:: Exercise materials

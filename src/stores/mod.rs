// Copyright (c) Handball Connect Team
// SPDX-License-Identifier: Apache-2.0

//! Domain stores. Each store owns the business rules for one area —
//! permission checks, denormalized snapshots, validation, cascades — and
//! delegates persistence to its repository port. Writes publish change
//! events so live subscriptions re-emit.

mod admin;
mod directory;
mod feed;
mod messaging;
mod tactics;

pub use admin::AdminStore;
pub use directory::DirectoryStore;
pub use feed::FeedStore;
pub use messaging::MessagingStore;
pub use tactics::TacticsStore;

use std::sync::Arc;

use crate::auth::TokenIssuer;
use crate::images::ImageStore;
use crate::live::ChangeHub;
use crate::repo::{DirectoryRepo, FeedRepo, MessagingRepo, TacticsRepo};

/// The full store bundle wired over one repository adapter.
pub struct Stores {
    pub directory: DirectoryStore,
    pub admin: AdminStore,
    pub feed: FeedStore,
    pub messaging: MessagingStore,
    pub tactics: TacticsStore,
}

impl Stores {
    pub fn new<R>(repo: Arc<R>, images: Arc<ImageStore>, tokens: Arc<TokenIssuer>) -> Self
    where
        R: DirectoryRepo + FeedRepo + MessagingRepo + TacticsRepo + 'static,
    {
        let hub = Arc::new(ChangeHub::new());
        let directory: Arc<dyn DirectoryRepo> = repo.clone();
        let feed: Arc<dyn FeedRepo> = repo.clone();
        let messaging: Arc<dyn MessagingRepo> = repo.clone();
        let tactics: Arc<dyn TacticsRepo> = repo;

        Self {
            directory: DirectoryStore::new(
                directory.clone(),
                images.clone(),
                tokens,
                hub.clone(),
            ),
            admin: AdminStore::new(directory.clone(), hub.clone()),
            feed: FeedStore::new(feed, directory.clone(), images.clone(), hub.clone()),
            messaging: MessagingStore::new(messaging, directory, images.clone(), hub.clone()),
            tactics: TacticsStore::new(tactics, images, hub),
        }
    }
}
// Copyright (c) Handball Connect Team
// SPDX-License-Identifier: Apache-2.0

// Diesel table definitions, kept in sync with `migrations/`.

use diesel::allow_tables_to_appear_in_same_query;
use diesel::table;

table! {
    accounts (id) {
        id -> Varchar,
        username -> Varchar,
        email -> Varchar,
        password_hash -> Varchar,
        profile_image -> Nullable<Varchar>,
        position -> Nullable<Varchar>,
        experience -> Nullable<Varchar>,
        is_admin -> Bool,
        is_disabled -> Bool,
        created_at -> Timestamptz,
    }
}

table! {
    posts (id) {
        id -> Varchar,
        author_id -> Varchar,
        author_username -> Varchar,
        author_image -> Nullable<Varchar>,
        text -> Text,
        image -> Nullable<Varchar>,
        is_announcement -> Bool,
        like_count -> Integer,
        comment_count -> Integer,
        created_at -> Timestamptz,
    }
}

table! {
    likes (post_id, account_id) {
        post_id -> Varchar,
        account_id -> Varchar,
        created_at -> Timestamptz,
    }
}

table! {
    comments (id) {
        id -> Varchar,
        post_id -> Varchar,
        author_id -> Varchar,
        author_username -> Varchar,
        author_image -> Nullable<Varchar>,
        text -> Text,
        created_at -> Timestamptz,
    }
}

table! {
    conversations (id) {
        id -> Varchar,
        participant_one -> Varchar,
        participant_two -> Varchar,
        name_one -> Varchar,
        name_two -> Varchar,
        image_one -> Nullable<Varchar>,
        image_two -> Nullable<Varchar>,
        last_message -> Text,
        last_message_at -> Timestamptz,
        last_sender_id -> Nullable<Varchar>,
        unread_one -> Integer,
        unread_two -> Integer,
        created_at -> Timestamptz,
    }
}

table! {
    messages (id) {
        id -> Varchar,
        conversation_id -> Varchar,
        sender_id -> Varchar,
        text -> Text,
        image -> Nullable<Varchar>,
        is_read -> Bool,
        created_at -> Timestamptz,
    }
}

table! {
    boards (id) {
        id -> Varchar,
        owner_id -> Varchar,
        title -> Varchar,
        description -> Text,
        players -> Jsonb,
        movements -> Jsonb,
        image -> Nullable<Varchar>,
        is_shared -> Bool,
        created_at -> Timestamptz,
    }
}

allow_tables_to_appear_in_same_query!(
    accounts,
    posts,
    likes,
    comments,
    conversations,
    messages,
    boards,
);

::::
:: Exercise materials

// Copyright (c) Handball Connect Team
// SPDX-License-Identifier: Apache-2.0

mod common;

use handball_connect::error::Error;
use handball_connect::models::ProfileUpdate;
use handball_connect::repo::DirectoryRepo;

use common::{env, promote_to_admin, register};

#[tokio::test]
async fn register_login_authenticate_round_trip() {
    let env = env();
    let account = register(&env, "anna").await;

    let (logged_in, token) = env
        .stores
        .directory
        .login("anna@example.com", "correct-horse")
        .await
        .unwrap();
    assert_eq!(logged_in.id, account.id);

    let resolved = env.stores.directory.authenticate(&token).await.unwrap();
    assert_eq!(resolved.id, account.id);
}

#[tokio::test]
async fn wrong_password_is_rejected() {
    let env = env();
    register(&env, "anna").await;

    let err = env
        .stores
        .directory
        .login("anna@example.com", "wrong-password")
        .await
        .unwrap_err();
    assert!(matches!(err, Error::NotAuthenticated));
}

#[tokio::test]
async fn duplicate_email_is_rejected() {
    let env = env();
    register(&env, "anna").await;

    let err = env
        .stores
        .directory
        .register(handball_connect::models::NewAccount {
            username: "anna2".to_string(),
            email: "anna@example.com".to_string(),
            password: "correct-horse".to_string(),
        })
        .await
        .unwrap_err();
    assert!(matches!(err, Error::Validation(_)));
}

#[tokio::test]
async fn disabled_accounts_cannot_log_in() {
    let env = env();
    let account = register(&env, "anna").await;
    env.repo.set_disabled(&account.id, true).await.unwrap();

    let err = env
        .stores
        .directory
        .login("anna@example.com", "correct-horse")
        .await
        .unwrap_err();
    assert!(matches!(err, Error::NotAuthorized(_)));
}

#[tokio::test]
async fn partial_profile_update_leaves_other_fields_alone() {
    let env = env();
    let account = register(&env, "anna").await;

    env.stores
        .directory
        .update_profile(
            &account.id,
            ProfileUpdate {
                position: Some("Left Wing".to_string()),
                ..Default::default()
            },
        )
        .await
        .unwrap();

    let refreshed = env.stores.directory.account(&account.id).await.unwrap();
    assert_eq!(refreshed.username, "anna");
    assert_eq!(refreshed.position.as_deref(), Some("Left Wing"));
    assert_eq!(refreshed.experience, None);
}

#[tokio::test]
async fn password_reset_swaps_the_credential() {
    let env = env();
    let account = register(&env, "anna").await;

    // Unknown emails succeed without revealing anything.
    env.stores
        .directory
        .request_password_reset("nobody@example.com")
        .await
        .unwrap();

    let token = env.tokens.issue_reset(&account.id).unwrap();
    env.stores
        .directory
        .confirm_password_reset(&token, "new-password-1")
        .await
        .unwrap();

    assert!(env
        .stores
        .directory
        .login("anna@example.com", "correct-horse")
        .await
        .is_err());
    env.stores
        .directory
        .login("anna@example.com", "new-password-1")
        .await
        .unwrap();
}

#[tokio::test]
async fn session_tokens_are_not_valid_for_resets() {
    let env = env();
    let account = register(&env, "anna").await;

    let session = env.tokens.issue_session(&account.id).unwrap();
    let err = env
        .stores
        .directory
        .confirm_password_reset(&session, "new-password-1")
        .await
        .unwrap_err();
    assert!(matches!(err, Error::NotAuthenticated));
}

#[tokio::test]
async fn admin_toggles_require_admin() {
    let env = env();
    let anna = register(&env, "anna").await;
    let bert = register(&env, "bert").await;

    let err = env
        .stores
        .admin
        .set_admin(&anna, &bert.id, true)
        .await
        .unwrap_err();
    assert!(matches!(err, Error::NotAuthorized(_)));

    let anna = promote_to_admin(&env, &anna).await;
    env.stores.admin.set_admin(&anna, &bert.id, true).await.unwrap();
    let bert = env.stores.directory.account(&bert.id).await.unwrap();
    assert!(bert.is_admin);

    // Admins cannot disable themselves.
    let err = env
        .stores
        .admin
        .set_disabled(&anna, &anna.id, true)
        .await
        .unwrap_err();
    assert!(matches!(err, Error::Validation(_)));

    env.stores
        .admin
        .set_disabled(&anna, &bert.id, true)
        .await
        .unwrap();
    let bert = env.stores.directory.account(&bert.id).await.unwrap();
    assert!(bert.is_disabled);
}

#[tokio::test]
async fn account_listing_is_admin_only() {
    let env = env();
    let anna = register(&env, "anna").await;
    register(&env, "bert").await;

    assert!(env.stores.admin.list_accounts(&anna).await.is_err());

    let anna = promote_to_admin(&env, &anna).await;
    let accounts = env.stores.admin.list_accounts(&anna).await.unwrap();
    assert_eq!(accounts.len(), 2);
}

::::

Task instructions: Where a line of the data holds "Some", show that line.

Written answer:
                position: Some("Left Wing".to_string()),
    assert_eq!(refreshed.position.as_deref(), Some("Left Wing"));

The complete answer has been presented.